## Your task
Where a line of the data below has the string "PoolError", copy that line.

· · · ·

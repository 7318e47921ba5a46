//! In-memory adapter for category persistence.

mod category;

pub use category::InMemoryCategoryRepository;
//! In-memory adapters for task persistence and event publication.

mod publisher;
mod task;

pub use publisher::RecordingTaskEventPublisher;
pub use task::InMemoryTaskRepository;
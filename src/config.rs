//! Database configuration loaded from the environment.
//!
//! # Environment Variables
//!
//! - `DATABASE_URL`: `PostgreSQL` connection string (required)
//! - `DATABASE_MAX_CONNECTIONS`: pool size (default: 10)
//!
//! A `.env` file in the working directory is read first when present.

use diesel::pg::PgConnection;
use diesel::r2d2::{ConnectionManager, Pool, PoolError};
use serde::{Deserialize, Serialize};
use std::env;
use thiserror::Error;

/// `PostgreSQL` connection pool shared by the task and category adapters.
pub type PgPool = Pool<ConnectionManager<PgConnection>>;

/// Environment variable holding the connection string.
pub const DATABASE_URL_VAR: &str = "DATABASE_URL";

/// Environment variable holding the pool size.
pub const MAX_CONNECTIONS_VAR: &str = "DATABASE_MAX_CONNECTIONS";

/// Pool size used when none is configured.
pub const DEFAULT_MAX_CONNECTIONS: u32 = 10;

/// Errors raised while loading configuration or building the pool.
#[derive(Debug, Error)]
pub enum ConfigError {
    /// A required variable is unset or empty.
    #[error("{0} environment variable is required")]
    Missing(&'static str),

    /// A variable could not be parsed.
    #[error("invalid value {value:?} for {name}")]
    Invalid {
        /// Variable name.
        name: &'static str,
        /// Offending value.
        value: String,
    },

    /// The connection pool could not be built.
    #[error("failed to build connection pool: {0}")]
    Pool(#[from] PoolError),
}

/// Database connection settings.
#[derive(Debug, Clone, PartialEq, Eq, Serialize, Deserialize)]
pub struct DatabaseConfig {
    /// `PostgreSQL` connection URL.
    pub url: String,
    /// Maximum number of pooled connections.
    pub max_connections: u32,
}

impl DatabaseConfig {
    /// Loads the configuration from the process environment.
    ///
    /// # Errors
    ///
    /// Returns [`ConfigError::Missing`] when `DATABASE_URL` is unset and
    /// [`ConfigError::Invalid`] when the pool size is not a positive integer.
    pub fn from_env() -> Result<Self, ConfigError> {
        dotenvy::dotenv().ok();
        Self::from_lookup(|name| env::var(name).ok())
    }

    /// Loads the configuration through an arbitrary variable lookup.
    ///
    /// # Errors
    ///
    /// See [`Self::from_env`].
    pub fn from_lookup(lookup: impl Fn(&str) -> Option<String>) -> Result<Self, ConfigError> {
        let url = lookup(DATABASE_URL_VAR)
            .filter(|value| !value.trim().is_empty())
            .ok_or(ConfigError::Missing(DATABASE_URL_VAR))?;

        let max_connections = match lookup(MAX_CONNECTIONS_VAR) {
            None => DEFAULT_MAX_CONNECTIONS,
            Some(raw) => raw
                .trim()
                .parse::<u32>()
                .ok()
                .filter(|size| *size > 0)
                .ok_or(ConfigError::Invalid {
                    name: MAX_CONNECTIONS_VAR,
                    value: raw,
                })?,
        };

        Ok(Self {
            url,
            max_connections,
        })
    }

    /// Builds a connection pool for these settings.
    ///
    /// # Errors
    ///
    /// Returns [`ConfigError::Pool`] when no initial connection can be made.
    pub fn build_pool(&self) -> Result<PgPool, ConfigError> {
        let manager = ConnectionManager::<PgConnection>::new(&self.url);
        let pool = Pool::builder()
            .max_size(self.max_connections)
            .build(manager)?;
        Ok(pool)
    }
}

· · · ·

## Answer to this exercise
use diesel::r2d2::{ConnectionManager, Pool, PoolError};
    Pool(#[from] PoolError),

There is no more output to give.